(Collected data)
----------

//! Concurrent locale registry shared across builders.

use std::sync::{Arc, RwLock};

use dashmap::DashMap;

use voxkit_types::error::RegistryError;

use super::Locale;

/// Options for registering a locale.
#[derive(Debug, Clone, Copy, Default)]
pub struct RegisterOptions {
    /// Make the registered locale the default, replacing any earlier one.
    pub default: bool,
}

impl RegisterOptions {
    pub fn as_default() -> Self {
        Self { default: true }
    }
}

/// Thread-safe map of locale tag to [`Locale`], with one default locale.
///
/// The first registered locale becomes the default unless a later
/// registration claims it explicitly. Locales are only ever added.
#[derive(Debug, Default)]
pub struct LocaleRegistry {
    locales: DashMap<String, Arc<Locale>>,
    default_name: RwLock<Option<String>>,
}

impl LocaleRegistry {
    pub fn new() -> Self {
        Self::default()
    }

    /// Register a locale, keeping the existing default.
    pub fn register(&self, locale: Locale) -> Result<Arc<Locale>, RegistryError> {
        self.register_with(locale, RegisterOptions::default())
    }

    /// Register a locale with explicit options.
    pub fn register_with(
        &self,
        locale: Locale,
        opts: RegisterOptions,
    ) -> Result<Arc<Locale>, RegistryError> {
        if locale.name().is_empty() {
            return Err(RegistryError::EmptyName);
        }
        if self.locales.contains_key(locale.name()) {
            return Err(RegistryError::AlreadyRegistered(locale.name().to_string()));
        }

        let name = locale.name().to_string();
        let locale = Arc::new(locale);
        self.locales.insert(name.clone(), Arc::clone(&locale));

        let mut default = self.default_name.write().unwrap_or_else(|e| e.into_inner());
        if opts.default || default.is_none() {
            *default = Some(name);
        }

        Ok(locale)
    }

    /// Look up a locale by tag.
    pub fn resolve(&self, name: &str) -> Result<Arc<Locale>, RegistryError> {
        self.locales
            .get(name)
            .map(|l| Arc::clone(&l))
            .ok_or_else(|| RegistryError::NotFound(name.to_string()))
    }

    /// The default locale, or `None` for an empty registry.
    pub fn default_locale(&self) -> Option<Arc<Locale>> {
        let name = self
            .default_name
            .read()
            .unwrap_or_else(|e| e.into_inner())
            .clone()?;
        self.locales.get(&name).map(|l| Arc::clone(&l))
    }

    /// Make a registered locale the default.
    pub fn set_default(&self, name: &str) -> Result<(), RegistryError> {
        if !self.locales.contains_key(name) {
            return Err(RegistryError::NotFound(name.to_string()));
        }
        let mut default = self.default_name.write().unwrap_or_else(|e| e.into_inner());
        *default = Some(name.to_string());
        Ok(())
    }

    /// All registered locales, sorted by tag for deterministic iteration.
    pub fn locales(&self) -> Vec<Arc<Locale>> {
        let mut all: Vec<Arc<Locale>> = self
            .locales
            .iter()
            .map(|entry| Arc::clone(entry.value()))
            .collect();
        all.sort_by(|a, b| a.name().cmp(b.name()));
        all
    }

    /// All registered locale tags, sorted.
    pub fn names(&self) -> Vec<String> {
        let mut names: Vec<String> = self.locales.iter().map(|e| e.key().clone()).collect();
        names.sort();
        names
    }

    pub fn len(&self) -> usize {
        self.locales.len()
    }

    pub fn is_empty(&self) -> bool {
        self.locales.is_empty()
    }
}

----------

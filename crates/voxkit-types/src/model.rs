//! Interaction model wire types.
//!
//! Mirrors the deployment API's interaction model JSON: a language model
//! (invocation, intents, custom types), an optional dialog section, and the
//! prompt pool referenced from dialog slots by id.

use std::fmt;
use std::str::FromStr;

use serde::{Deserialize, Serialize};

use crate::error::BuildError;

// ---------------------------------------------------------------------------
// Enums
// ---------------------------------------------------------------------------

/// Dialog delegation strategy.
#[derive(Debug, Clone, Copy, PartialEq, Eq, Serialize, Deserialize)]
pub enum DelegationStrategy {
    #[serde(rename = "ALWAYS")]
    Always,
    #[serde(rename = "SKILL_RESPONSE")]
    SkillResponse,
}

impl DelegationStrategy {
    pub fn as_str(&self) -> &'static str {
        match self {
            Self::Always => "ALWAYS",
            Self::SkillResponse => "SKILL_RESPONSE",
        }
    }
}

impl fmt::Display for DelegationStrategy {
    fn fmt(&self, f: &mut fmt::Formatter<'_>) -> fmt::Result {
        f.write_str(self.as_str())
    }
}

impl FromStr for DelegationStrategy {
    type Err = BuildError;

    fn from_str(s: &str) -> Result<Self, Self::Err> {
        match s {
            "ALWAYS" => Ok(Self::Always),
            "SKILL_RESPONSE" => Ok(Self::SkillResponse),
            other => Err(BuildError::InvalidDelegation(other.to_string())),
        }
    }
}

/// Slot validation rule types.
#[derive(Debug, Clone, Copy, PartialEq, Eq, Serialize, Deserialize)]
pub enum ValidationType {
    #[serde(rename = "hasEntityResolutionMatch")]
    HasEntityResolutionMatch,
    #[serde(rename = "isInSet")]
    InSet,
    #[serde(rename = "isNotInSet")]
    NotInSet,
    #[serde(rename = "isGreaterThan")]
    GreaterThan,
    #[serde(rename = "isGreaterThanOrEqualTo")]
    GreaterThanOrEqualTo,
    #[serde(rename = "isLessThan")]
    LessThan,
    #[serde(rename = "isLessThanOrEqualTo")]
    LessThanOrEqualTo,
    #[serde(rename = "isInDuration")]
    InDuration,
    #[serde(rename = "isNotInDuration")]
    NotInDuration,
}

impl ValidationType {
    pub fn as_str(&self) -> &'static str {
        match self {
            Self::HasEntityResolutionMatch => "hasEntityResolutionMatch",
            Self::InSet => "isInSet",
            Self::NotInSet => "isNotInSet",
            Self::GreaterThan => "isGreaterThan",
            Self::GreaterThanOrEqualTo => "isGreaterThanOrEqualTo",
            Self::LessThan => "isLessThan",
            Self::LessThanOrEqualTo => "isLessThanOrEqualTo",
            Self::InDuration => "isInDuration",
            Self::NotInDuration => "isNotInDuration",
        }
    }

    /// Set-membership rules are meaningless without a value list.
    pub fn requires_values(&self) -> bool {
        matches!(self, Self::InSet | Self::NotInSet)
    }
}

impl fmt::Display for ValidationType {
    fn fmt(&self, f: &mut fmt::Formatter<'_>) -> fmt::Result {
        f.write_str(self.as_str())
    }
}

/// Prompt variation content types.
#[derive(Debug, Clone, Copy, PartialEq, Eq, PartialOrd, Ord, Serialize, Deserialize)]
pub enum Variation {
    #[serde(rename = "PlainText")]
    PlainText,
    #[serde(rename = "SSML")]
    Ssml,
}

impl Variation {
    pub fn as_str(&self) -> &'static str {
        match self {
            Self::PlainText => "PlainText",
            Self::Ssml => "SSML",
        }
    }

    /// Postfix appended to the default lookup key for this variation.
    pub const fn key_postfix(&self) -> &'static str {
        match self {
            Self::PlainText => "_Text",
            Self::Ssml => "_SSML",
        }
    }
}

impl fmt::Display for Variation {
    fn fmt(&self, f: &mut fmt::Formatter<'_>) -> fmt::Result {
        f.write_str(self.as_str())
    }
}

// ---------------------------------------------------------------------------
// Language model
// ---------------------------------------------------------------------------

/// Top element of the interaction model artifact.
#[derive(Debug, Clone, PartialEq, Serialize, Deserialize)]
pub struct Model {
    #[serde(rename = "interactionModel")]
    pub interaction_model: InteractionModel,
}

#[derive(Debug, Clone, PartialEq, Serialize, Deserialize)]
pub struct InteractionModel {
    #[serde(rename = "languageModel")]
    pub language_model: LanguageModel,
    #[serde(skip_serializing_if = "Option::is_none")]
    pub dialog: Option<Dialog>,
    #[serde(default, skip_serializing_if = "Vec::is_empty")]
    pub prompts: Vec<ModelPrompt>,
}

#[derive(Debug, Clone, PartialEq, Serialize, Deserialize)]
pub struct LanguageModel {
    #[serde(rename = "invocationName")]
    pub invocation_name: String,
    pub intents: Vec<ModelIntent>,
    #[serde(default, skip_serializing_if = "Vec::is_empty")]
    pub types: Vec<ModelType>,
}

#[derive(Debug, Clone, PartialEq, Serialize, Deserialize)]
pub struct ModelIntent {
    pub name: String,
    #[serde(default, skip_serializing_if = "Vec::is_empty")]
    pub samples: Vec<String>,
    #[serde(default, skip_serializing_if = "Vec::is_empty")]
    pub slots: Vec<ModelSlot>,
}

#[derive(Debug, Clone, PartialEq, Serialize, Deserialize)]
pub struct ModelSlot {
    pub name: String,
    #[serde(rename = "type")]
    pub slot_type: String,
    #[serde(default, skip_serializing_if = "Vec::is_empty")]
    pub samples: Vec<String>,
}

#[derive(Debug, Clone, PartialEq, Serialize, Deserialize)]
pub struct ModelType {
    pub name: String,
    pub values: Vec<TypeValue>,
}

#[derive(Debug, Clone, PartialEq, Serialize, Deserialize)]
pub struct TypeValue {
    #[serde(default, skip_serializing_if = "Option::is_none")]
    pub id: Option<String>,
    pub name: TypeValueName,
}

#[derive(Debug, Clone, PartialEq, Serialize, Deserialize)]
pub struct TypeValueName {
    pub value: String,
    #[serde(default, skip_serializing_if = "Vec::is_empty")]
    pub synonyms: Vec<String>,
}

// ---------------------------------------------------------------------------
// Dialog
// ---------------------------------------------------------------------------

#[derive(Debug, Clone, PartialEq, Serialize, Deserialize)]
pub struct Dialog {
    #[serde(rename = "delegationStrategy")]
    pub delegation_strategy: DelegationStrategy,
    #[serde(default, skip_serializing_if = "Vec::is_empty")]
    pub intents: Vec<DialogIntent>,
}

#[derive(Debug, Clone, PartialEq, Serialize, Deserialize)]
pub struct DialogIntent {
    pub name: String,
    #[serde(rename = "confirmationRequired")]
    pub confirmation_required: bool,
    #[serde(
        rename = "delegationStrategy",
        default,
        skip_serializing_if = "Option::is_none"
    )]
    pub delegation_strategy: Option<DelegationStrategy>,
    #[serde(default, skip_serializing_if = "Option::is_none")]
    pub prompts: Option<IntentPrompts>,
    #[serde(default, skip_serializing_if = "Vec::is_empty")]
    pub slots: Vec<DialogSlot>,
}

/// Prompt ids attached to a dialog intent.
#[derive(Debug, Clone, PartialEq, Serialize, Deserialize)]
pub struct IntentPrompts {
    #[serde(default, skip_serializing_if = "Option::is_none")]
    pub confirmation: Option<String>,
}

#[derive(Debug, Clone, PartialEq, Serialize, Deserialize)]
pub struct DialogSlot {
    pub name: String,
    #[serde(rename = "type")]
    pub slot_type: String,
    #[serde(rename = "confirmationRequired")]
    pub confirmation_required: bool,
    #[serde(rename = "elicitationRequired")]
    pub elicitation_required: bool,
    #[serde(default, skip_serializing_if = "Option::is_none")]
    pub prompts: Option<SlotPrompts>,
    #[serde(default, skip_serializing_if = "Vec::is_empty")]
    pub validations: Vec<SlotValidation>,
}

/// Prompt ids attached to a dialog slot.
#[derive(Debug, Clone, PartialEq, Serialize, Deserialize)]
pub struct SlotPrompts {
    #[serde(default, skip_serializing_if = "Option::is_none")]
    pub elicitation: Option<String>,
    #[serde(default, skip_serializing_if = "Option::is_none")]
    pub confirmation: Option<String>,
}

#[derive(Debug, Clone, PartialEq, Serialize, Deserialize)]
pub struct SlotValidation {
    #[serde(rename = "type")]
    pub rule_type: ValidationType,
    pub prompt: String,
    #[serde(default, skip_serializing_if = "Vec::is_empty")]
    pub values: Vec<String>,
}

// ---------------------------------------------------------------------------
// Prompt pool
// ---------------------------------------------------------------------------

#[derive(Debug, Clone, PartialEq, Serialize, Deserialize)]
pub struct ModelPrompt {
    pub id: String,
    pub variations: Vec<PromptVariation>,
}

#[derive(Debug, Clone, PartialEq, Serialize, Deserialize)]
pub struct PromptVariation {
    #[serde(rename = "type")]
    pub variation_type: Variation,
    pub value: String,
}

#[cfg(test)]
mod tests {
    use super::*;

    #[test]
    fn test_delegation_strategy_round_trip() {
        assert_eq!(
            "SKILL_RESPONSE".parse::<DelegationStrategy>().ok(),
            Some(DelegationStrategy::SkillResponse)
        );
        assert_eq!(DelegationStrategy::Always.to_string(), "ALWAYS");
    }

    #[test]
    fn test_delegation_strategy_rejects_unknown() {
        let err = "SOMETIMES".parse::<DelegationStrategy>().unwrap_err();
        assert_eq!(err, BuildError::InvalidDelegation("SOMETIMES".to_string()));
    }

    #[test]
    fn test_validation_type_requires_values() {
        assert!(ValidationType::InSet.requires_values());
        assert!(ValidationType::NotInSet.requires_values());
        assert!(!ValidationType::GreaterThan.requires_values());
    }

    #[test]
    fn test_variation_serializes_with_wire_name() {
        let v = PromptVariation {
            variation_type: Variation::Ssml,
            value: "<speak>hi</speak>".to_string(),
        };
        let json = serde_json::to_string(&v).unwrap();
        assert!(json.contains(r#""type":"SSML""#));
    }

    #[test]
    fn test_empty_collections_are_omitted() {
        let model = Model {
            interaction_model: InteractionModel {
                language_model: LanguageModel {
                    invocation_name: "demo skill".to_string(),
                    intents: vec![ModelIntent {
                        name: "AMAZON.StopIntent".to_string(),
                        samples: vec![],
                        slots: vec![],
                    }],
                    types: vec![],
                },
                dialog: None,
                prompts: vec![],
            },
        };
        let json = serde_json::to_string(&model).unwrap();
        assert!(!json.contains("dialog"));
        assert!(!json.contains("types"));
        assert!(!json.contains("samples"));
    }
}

----------

| WHAT IS BEING ASKED |
Which lines hold the string "BuildError"? Copy all of them from the data above.

| ANSWER BELOW |
use crate::error::BuildError;
    type Err = BuildError;
            other => Err(BuildError::InvalidDelegation(other.to_string())),
        assert_eq!(err, BuildError::InvalidDelegation("SOMETIMES".to_string()));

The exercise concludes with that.